You may argue that this behavior is probably not what the programmer intended. In particular, the statement

 
               *p /= v[0];
 

was almost surely intended to use the same value for v[0] each time through the loop, rather than having that value change merely because *p and v[0] happen to refer to the same location in memory.

But that's the problem: Regardless of what the programmer might have intended, what the programmer wrote is crystal clear. A programmer who intended to use the same value for v[0] each time through the loop would have defined x as double rather than as const double&. The moment one defines a reference, one admits the possibility that that reference might refer to an object that might have different values at different times.

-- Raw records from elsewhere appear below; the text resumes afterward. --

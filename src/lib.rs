#![deny(unreachable_pub)]
pub mod config;
pub mod grid;
pub mod market;
pub mod runner;

pub use grid::{
    Direction, GridCommand, GridConfig, GridEngine, GridError, GridExchange, GridManager,
    GridResult, GridRunner, InstrumentSpec, LedgerView, PaperExchange, Position,
};
pub use market::{MarketSnapshot, PriceFeed, Quote, ReplayFeed};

This example shows how aliasing can cause paradoxical behavior. Often, one writes a function parameter as const double& rather than as double because of a desire to avoid copying the parameter when it might not be necessary to do so. However, this strategy of avoiding copying is useful only when it is possible to be sure that the parameter's value does not change at any point in the function that uses the parameter. In this particular example, when the compiler sees that x is a const double&, it has to take into account the possibility that any statement that might change the value of any double object in the entire program might coincidentally be changing the value of the object to which x refers. As a result, the compiler pretty much has to generate code that copies x's object every time that object is used, rather than copying the object once at entry to the function and being done with it.

More generally, aliasing is a hazard associated with references and pointers. In the absence of other information, any reference or pointer has the potential of referring or pointing to any object of the given type in the entire program. As a result, using a reference or a pointer typically has to refetch the object from memory, just in case that object might have been changed since last time. As a result, using a reference or a pointer to avoid copying an object has a good chance of backfiring.

As ever, the choice of whether to define a function to be called by reference or by value is better made on the basis of clarity than it is on the basis of whether it is possible to avoid copying an argument.